Serving vLLM and Granite Models with Red Hat OpenShift AI

Prerequisites:

Before proceeding, confirm that you have an active GPU quota that has been approved for your current NERC OpenShift Allocation through NERC ColdFront. Read more about How to Access GPU Resources on NERC OpenShift Allocation.
Granite-3.3-8B-Instruct model: Granite-3.3-8B-Instruct is an 8-billion-parameter, 128K context-length language model fine-tuned for improved reasoning and instruction-following capabilities.
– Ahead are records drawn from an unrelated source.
//! Property tests for ledger aggregation.

use chrono::{Days, NaiveDate};
use proptest::prelude::*;

use carbon_ledger::{
    CalculationId, CompanySize, InMemoryLedgerStore, Industry, Ledger, LedgerEntry, TechnologyType,
};

fn entries() -> impl Strategy<Value = Vec<LedgerEntry>> {
    proptest::collection::vec((0u64..3_650, 0u64..100_000), 0..32).prop_map(|rows| {
        let base = NaiveDate::from_ymd_opt(2020, 1, 1).unwrap();
        rows.into_iter()
            .enumerate()
            .map(|(i, (offset, credits))| LedgerEntry {
                calculation_id: CalculationId::from(format!("entry-{i}")),
                calculation_date: base.checked_add_days(Days::new(offset)).unwrap(),
                company_size: CompanySize::Medium,
                industry: Industry::Other,
                technology_type: TechnologyType::Wind,
                project_lifespan: 10,
                total_credits: credits,
                annual_credits: credits / 10,
                financial_value: credits * 20,
                co2_reduction: credits / 10,
            })
            .collect()
    })
}

fn ledger_with(entries: &[LedgerEntry]) -> Ledger<InMemoryLedgerStore> {
    let ledger = Ledger::new(InMemoryLedgerStore::new());
    for entry in entries {
        assert!(ledger.append(entry.clone()));
    }
    ledger
}

proptest! {
    #![proptest_config(ProptestConfig {
        cases: 128,
        .. ProptestConfig::default()
    })]

    /// PROPERTY: history returns every appended entry in append order.
    #[test]
    fn property_history_preserves_append_order(entries in entries()) {
        let ledger = ledger_with(&entries);
        prop_assert_eq!(ledger.list_all(), entries);
    }

    /// PROPERTY: trend has one point per entry, ordered by date.
    #[test]
    fn property_trend_is_sorted_by_date(entries in entries()) {
        let trend = ledger_with(&entries).trend();

        prop_assert_eq!(trend.len(), entries.len());
        prop_assert!(trend.windows(2).all(|w| w[0].date <= w[1].date));
    }

    /// PROPERTY: summary figures agree with the raw entries.
    #[test]
    fn property_summary_matches_entries(entries in entries()) {
        let summary = ledger_with(&entries).summarize();

        prop_assert_eq!(summary.count, entries.len());
        let total_value: u64 = entries.iter().map(|e| e.financial_value).sum();
        prop_assert_eq!(summary.total_financial_value, total_value);

        if entries.is_empty() {
            prop_assert_eq!(summary.average_credits, 0);
        } else {
            let min = entries.iter().map(|e| e.total_credits).min().unwrap();
            let max = entries.iter().map(|e| e.total_credits).max().unwrap();
            prop_assert!(summary.average_credits >= min && summary.average_credits <= max);
        }
    }
}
It is built on top of Granite-3.3-8B-Base.

Procedure:

Set up local S3 storage (MinIO) and Connection

Navigating to the OpenShift AI dashboard.
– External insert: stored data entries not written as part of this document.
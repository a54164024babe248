//! Calculation identifier
//!
//! A ULID: 48-bit millisecond timestamp prefix plus 80 random bits, so ids
//! from one session sort by creation time and never realistically collide.

use serde::{Deserialize, Serialize};
use ulid::Ulid;

/// Opaque identifier of one calculation
#[derive(Debug, Clone, PartialEq, Eq, Hash, PartialOrd, Ord, Serialize, Deserialize)]
#[serde(transparent)]
pub struct CalculationId(String);

impl CalculationId {
    /// Generate a fresh identifier
    pub fn generate() -> Self {
        Self(Ulid::new().to_string())
    }

    pub fn as_str(&self) -> &str {
        &self.0
    }
}

impl From<String> for CalculationId {
    fn from(value: String) -> Self {
        Self(value)
    }
}

impl From<&str> for CalculationId {
    fn from(value: &str) -> Self {
        Self(value.to_string())
    }
}

impl std::fmt::Display for CalculationId {
    fn fmt(&self, f: &mut std::fmt::Formatter<'_>) -> std::fmt::Result {
        f.pad(&self.0)
    }
}
//! Emission factors value object
//!
//! The fixed constants the calculator converts raw metrics with. They are
//! configuration: overriding one changes results, never the algorithm.

use serde::{Deserialize, Serialize};

/// Conversion constants used by the calculator
#[derive(Debug, Clone, Copy, PartialEq, Serialize, Deserialize)]
#[serde(default)]
pub struct EmissionFactors {
    /// kg CO2 per kWh of grid electricity
    pub carbon_intensity_electricity: f64,
    /// tons CO2 per ton of waste
    pub carbon_intensity_waste: f64,
    /// kg CO2 per gallon of water
    pub carbon_intensity_water: f64,
    /// Credits per ton of CO2
    pub credit_conversion_rate: f64,
    /// Currency units per credit
    pub credit_value: f64,
    /// kg CO2 avoided per kWh of solar generation
    pub emission_factor: f64,
    /// Credit factor per kWh of storage capacity
    pub storage_factor: f64,
}

impl EmissionFactors {
    pub const CARBON_INTENSITY_ELECTRICITY: f64 = 0.92;
    pub const CARBON_INTENSITY_WASTE: f64 = 2.53;
    pub const CARBON_INTENSITY_WATER: f64 = 0.000264;
    pub const CREDIT_CONVERSION_RATE: f64 = 0.001;
    pub const CREDIT_VALUE: f64 = 20.0;
    pub const EMISSION_FACTOR: f64 = 0.85;
    pub const STORAGE_FACTOR: f64 = 0.15;

    /// Name/value pairs, in table order
    pub fn entries(&self) -> [(&'static str, f64); 7] {
        [
            ("carbon_intensity_electricity", self.carbon_intensity_electricity),
            ("carbon_intensity_waste", self.carbon_intensity_waste),
            ("carbon_intensity_water", self.carbon_intensity_water),
            ("credit_conversion_rate", self.credit_conversion_rate),
            ("credit_value", self.credit_value),
            ("emission_factor", self.emission_factor),
            ("storage_factor", self.storage_factor),
        ]
    }
}

impl Default for EmissionFactors {
    fn default() -> Self {
        Self {
            carbon_intensity_electricity: Self::CARBON_INTENSITY_ELECTRICITY,
            carbon_intensity_waste: Self::CARBON_INTENSITY_WASTE,
            carbon_intensity_water: Self::CARBON_INTENSITY_WATER,
            credit_conversion_rate: Self::CREDIT_CONVERSION_RATE,
            credit_value: Self::CREDIT_VALUE,
            emission_factor: Self::EMISSION_FACTOR,
            storage_factor: Self::STORAGE_FACTOR,
        }
    }
}
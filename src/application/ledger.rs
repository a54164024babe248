//! Historical Ledger
//!
//! Append-only history of saved calculations over an injected
//! `LedgerStore`. Storage failures never reach the caller: reads fall back
//! to an empty collection and failed writes are dropped, both with a
//! logged warning. The `try_*` variants expose the error instead.

use crate::domain::entities::{LedgerEntry, LedgerSummary, TrendPoint};
use crate::domain::ports::{LedgerStore, LedgerStoreError};
use crate::domain::services;

pub struct Ledger<S>
where
    S: LedgerStore,
{
    store: S,
}

impl<S> Ledger<S>
where
    S: LedgerStore,
{
    pub fn new(store: S) -> Self {
        Self { store }
    }

    pub fn store(&self) -> &S {
        &self.store
    }

    /// Append an entry; returns whether it was persisted.
    ///
    /// Entries are never deduplicated: appending the same calculation twice
    /// records two entries.
    pub fn append(&self, entry: LedgerEntry) -> bool {
        let id = entry.calculation_id.clone();
        match self.try_append(entry) {
            Ok(()) => {
                tracing::debug!(calculation_id = %id, "saved calculation to ledger");
                true
            }
            Err(e) => {
                tracing::warn!(calculation_id = %id, error = %e, "failed to save calculation");
                false
            }
        }
    }

    pub fn try_append(&self, entry: LedgerEntry) -> Result<(), LedgerStoreError> {
        self.store.append(entry)
    }

    /// Every entry in insertion order; empty if the store cannot be read
    pub fn list_all(&self) -> Vec<LedgerEntry> {
        self.try_list_all().unwrap_or_else(|e| {
            tracing::warn!(error = %e, "failed to load ledger, using empty history");
            Vec::new()
        })
    }

    pub fn try_list_all(&self) -> Result<Vec<LedgerEntry>, LedgerStoreError> {
        self.store.load()
    }

    pub fn summarize(&self) -> LedgerSummary {
        services::summarize(&self.list_all())
    }

    /// Trend series ordered by calculation date ascending
    pub fn trend(&self) -> Vec<TrendPoint> {
        services::trend(&self.list_all())
    }
}
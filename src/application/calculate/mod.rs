//! Calculate Use Case
//!
//! Orchestrates one calculation submission.
//!
//! This module handles:
//! - Validating the input record
//! - Running the calculator with the configured emission factors
//! - Recording the result in the historical ledger

mod options;
mod result;
mod use_case;


pub use options::CalculateOptions;
pub use result::CalculateOutcome;
pub use use_case::CalculateUseCase;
Please follow these steps to access the NERC OpenShift AI dashboard.
Using a script to set up local S3 storage (MinIO) on your Data Science Project in the NERC RHOAI as described here.
Once your local S3 Object storage using MinIO is completed, you can browse to the MinIO Web Console using the provided URL. Enter the Access Key as the Username and the Secret Key as the Password. This will open the Object Browser, where you should verify that the bucket: my-storage is visible as shown below:

Downloading Model

While you're not strictly required to use object storage to serve models in OpenShift AI, doing so simplifies things in terms of scalability and flexibility. It also provides the advantage of keeping a static local copy within the cluster after a lengthy download, so you don't need to repeatedly fetch the model from the internet whenever you restart it.
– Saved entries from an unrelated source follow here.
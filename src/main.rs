//! carbon-ledger CLI - carbon-credit estimates with a local history
//!
//! Usage: carbon-ledger <COMMAND>
//!
//! Commands:
//!   calculate  Estimate credits for a project and record the result
//!   history    List saved calculations
//!   summary    Count, average credits and total value
//!   trend      Saved calculations ordered by date
//!   factors    Emission factors and multiplier tables

use std::io::{self, Write};

use anyhow::Result;
use clap::Parser;

use carbon_ledger::application::CalculateOptions;
use carbon_ledger::config::{Config, Verbosity};
use carbon_ledger::presentation::cli::{CalculateArgs, Cli, Commands};
use carbon_ledger::presentation::output::{self, CalculateJson, FactorsJson};
use carbon_ledger::presentation::{create_calculate_use_case, create_ledger, logging};

fn main() -> Result<()> {
    let cli = Cli::parse();

    let cwd = std::env::current_dir().ok();
    let (mut config, warnings) = Config::discover(cwd.as_deref())?;
    if !cli.json {
        output::print_config_warnings(&warnings);
    }

    if let Some(path) = &cli.data_file {
        config.ledger.path = Some(path.clone());
    }
    if let Some(verbosity) = Verbosity::from_flag_count(cli.verbose) {
        config.output.verbosity = verbosity;
    }
    logging::init(config.output.verbosity);

    let stdout = io::stdout();
    let mut out = stdout.lock();

    match cli.command {
        Commands::Calculate(args) => cmd_calculate(&mut out, &config, &args, cli.json)?,
        Commands::History => {
            let entries = create_ledger(&config).list_all();
            if cli.json {
                output::write_json(&mut out, &entries)?;
            } else {
                output::render_history(&mut out, &entries, &config.output.currency_symbol)?;
            }
        }
        Commands::Summary => {
            let summary = create_ledger(&config).summarize();
            if cli.json {
                output::write_json(&mut out, &summary)?;
            } else {
                output::render_summary(&mut out, &summary, &config.output.currency_symbol)?;
            }
        }
        Commands::Trend => {
            let points = create_ledger(&config).trend();
            if cli.json {
                output::write_json(&mut out, &points)?;
            } else {
                output::render_trend(&mut out, &points, &config.output.currency_symbol)?;
            }
        }
        Commands::Factors => {
            if cli.json {
                output::write_json(&mut out, &FactorsJson::new(config.factors))?;
            } else {
                output::render_factors(&mut out, &config.factors)?;
            }
        }
    }

    out.flush()?;
    Ok(())
}

fn cmd_calculate(
    out: &mut impl Write,
    config: &Config,
    args: &CalculateArgs,
    json: bool,
) -> Result<()> {
    let input = args.to_input()?;
    let options = CalculateOptions::new().with_save(!args.no_save);

    let use_case = create_calculate_use_case(config);
    let outcome = use_case.execute(&input, &options)?;

    if json {
        output::write_json(out, &CalculateJson::from(&outcome))?;
    } else {
        output::render_outcome(out, &outcome, options.save, &config.output.currency_symbol)?;
    }
    Ok(())
}
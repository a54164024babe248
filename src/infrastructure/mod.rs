//! Infrastructure Layer
//!
//! Concrete implementations of domain ports.
//! This layer handles all I/O operations.
//!
//! ## Structure
//!
//! - `repositories/` - Ledger store implementations (JSON file, in-memory)

pub mod repositories;

// Re-export for convenience
pub use repositories::{default_ledger_path, InMemoryLedgerStore, JsonLedgerRepository};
To download a model from Hugging Face:

Navigate to https://huggingface.co/.
Search for the model you'd like to deploy.

For this example, we'll use the granite-3.3-8b-instruct model, available here: 👉 https://huggingface.co/ibm-granite/granite-3.3-8b-instruct/tree/main.

Important

Even though this example uses the granite-3.3-8b-instruct LLM, the same mechanism can be applied to any other LLMs as well. Explore the Red Hat AI validated models collections on Hugging Face.
First you need to generate an access token:
Go to https://huggingface.co/settings/tokens.
Click on the "Create new token" button.
Create a "Read" access token by selecting Read for Token type and then give it a Token name.
Copy the generated Access Token i.e. Access_Token.

Now that you have an Access Token, you can download the model using that token by either using Git or using the Hugging Face CLI as described below:

Using Git with Access Token

git clone https://<your-username>:<Access_Token>@huggingface.co/<model_repo_path>

For example, this looks like as shown below:

git clone https://<your-username>:<Access_Token>@huggingface.co/ibm-granite/granite-3.3-8b-instruct

Using the Hugging Face CLI

First, install the CLI:

pip install huggingface_hub

Login with your token:

huggingface-cli login

Then download a model:

huggingface-cli download ibm-granite/granite-3.3-8b-instruct

Uploading the Model to the S3 storage (MinIO)

Select existing bucket named "my-storage".
Click on the "Create new path" button and provide a new path i.e. "models" as shown below:
Upload the downloaded granite-3.3-8b-instruct model to the the bucket path i.e. "my-storage/models" by selecting Upload -> Upload Folder, and select the folder where the model was downloaded from huggingface.
Wait for the upload to finish, this will take a while.

Setting up Single-model Server and Deploy the model

In the left menu, click Data science projects.

The Data science projects page opens.
Click the name of the project that you want to deploy a model in.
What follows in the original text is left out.